§ **ACTION ITEM**: Please retype every entry below, keeping it exactly the same.

§ **THE DATA**:
○ ○ ○ ○ ○ ○ ○

//! Extension option resolution
//!
//! Reads `google.api.http` and the `openapiv3.*` annotations off descriptor
//! options and turns them into the typed IR values. Missing extensions (not
//! imported by any file) and unset options both resolve to defaults.

use protoc_gen_openapiv3_common::{HttpRule, MethodOptions, ServiceOptions};
use prost_reflect::{DescriptorPool, DynamicMessage, ExtensionDescriptor, Value};

/// `google.api.http` on `MethodOptions`
pub const HTTP_EXTENSION: &str = "google.api.http";

/// `openapiv3.service` on `ServiceOptions`
pub const SERVICE_EXTENSION: &str = "openapiv3.service";

/// `openapiv3.method` on `MethodOptions`
pub const METHOD_EXTENSION: &str = "openapiv3.method";

/// `openapiv3.example` on `FieldOptions`
pub const EXAMPLE_EXTENSION: &str = "openapiv3.example";

/// Extension descriptors looked up once per pool
#[derive(Debug, Clone, Default)]
pub(crate) struct Extensions {
    http: Option<ExtensionDescriptor>,
    service: Option<ExtensionDescriptor>,
    method: Option<ExtensionDescriptor>,
    example: Option<ExtensionDescriptor>,
}

impl Extensions {
    pub(crate) fn lookup(pool: &DescriptorPool) -> Self {
        let extensions = Self {
            http: pool.get_extension_by_name(HTTP_EXTENSION),
            service: pool.get_extension_by_name(SERVICE_EXTENSION),
            method: pool.get_extension_by_name(METHOD_EXTENSION),
            example: pool.get_extension_by_name(EXAMPLE_EXTENSION),
        };

        tracing::debug!(
            http = extensions.http.is_some(),
            service = extensions.service.is_some(),
            method = extensions.method.is_some(),
            example = extensions.example.is_some(),
            "resolved extension descriptors"
        );

        extensions
    }

    /// HTTP rule of a method, if annotated
    pub(crate) fn http_rule(&self, options: &DynamicMessage) -> Option<HttpRule> {
        extension_message(options, self.http.as_ref(), decode_http_rule)
    }

    /// Service display options
    pub(crate) fn service_options(&self, options: &DynamicMessage) -> ServiceOptions {
        extension_message(options, self.service.as_ref(), decode_service_options)
            .unwrap_or_default()
    }

    /// Method options
    pub(crate) fn method_options(&self, options: &DynamicMessage) -> MethodOptions {
        extension_message(options, self.method.as_ref(), decode_method_options)
            .unwrap_or_default()
    }

    /// Example override of a field
    pub(crate) fn example(&self, options: &DynamicMessage) -> Option<String> {
        extension_message(options, self.example.as_ref(), |example| {
            string_field(example, "value")
        })
        .flatten()
    }
}

fn extension_message<T>(
    options: &DynamicMessage,
    extension: Option<&ExtensionDescriptor>,
    decode: impl FnOnce(&DynamicMessage) -> T,
) -> Option<T> {
    let extension = extension?;
    if !options.has_extension(extension) {
        return None;
    }

    match options.get_extension(extension).as_ref() {
        Value::Message(message) => Some(decode(message)),
        _ => None,
    }
}

/// Decode a `google.api.HttpRule` message
pub(crate) fn decode_http_rule(message: &DynamicMessage) -> HttpRule {
    let additional_bindings = message
        .get_field_by_name("additional_bindings")
        .map(|value| {
            value
                .as_list()
                .unwrap_or_default()
                .iter()
                .filter_map(Value::as_message)
                .map(decode_http_rule)
                .collect()
        })
        .unwrap_or_default();

    HttpRule {
        get: string_field(message, "get"),
        put: string_field(message, "put"),
        post: string_field(message, "post"),
        delete: string_field(message, "delete"),
        patch: string_field(message, "patch"),
        additional_bindings,
    }
}

/// Decode an `openapiv3.Service` message; an empty name is no override
pub(crate) fn decode_service_options(message: &DynamicMessage) -> ServiceOptions {
    ServiceOptions {
        name: string_field(message, "name").filter(|name| !name.is_empty()),
        description: string_field(message, "description"),
    }
}

/// Decode an `openapiv3.Method` message
pub(crate) fn decode_method_options(message: &DynamicMessage) -> MethodOptions {
    MethodOptions {
        skip_token: message
            .get_field_by_name("skip_token")
            .and_then(|value| value.as_bool())
            .unwrap_or(false),
    }
}

fn string_field(message: &DynamicMessage, name: &str) -> Option<String> {
    if !message.has_field_by_name(name) {
        return None;
    }
    let value = message.get_field_by_name(name)?;
    value.as_str().map(str::to_string)
}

○ ○ ○ ○ ○ ○ ○

§ **OUTPUT FOR THIS TASK**:
//! Extension option resolution
//!
//! Reads `google.api.http` and the `openapiv3.*` annotations off descriptor
//! options and turns them into the typed IR values. Missing extensions (not
//! imported by any file) and unset options both resolve to defaults.

use protoc_gen_openapiv3_common::{HttpRule, MethodOptions, ServiceOptions};
use prost_reflect::{DescriptorPool, DynamicMessage, ExtensionDescriptor, Value};

/// `google.api.http` on `MethodOptions`
pub const HTTP_EXTENSION: &str = "google.api.http";

/// `openapiv3.service` on `ServiceOptions`
pub const SERVICE_EXTENSION: &str = "openapiv3.service";

/// `openapiv3.method` on `MethodOptions`
pub const METHOD_EXTENSION: &str = "openapiv3.method";

/// `openapiv3.example` on `FieldOptions`
pub const EXAMPLE_EXTENSION: &str = "openapiv3.example";

/// Extension descriptors looked up once per pool
#[derive(Debug, Clone, Default)]
pub(crate) struct Extensions {
    http: Option<ExtensionDescriptor>,
    service: Option<ExtensionDescriptor>,
    method: Option<ExtensionDescriptor>,
    example: Option<ExtensionDescriptor>,
}

impl Extensions {
    pub(crate) fn lookup(pool: &DescriptorPool) -> Self {
        let extensions = Self {
            http: pool.get_extension_by_name(HTTP_EXTENSION),
            service: pool.get_extension_by_name(SERVICE_EXTENSION),
            method: pool.get_extension_by_name(METHOD_EXTENSION),
            example: pool.get_extension_by_name(EXAMPLE_EXTENSION),
        };

        tracing::debug!(
            http = extensions.http.is_some(),
            service = extensions.service.is_some(),
            method = extensions.method.is_some(),
            example = extensions.example.is_some(),
            "resolved extension descriptors"
        );

        extensions
    }

    /// HTTP rule of a method, if annotated
    pub(crate) fn http_rule(&self, options: &DynamicMessage) -> Option<HttpRule> {
        extension_message(options, self.http.as_ref(), decode_http_rule)
    }

    /// Service display options
    pub(crate) fn service_options(&self, options: &DynamicMessage) -> ServiceOptions {
        extension_message(options, self.service.as_ref(), decode_service_options)
            .unwrap_or_default()
    }

    /// Method options
    pub(crate) fn method_options(&self, options: &DynamicMessage) -> MethodOptions {
        extension_message(options, self.method.as_ref(), decode_method_options)
            .unwrap_or_default()
    }

    /// Example override of a field
    pub(crate) fn example(&self, options: &DynamicMessage) -> Option<String> {
        extension_message(options, self.example.as_ref(), |example| {
            string_field(example, "value")
        })
        .flatten()
    }
}

fn extension_message<T>(
    options: &DynamicMessage,
    extension: Option<&ExtensionDescriptor>,
    decode: impl FnOnce(&DynamicMessage) -> T,
) -> Option<T> {
    let extension = extension?;
    if !options.has_extension(extension) {
        return None;
    }

    match options.get_extension(extension).as_ref() {
        Value::Message(message) => Some(decode(message)),
        _ => None,
    }
}

/// Decode a `google.api.HttpRule` message
pub(crate) fn decode_http_rule(message: &DynamicMessage) -> HttpRule {
    let additional_bindings = message
        .get_field_by_name("additional_bindings")
        .map(|value| {
            value
                .as_list()
                .unwrap_or_default()
                .iter()
                .filter_map(Value::as_message)
                .map(decode_http_rule)
                .collect()
        })
        .unwrap_or_default();

    HttpRule {
        get: string_field(message, "get"),
        put: string_field(message, "put"),
        post: string_field(message, "post"),
        delete: string_field(message, "delete"),
        patch: string_field(message, "patch"),
        additional_bindings,
    }
}

/// Decode an `openapiv3.Service` message; an empty name is no override
pub(crate) fn decode_service_options(message: &DynamicMessage) -> ServiceOptions {
    ServiceOptions {
        name: string_field(message, "name").filter(|name| !name.is_empty()),
        description: string_field(message, "description"),
    }
}

/// Decode an `openapiv3.Method` message
pub(crate) fn decode_method_options(message: &DynamicMessage) -> MethodOptions {
    MethodOptions {
        skip_token: message
            .get_field_by_name("skip_token")
            .and_then(|value| value.as_bool())
            .unwrap_or(false),
    }
}

fn string_field(message: &DynamicMessage, name: &str) -> Option<String> {
    if !message.has_field_by_name(name) {
        return None;
    }
    let value = message.get_field_by_name(name)?;
    value.as_str().map(str::to_string)
}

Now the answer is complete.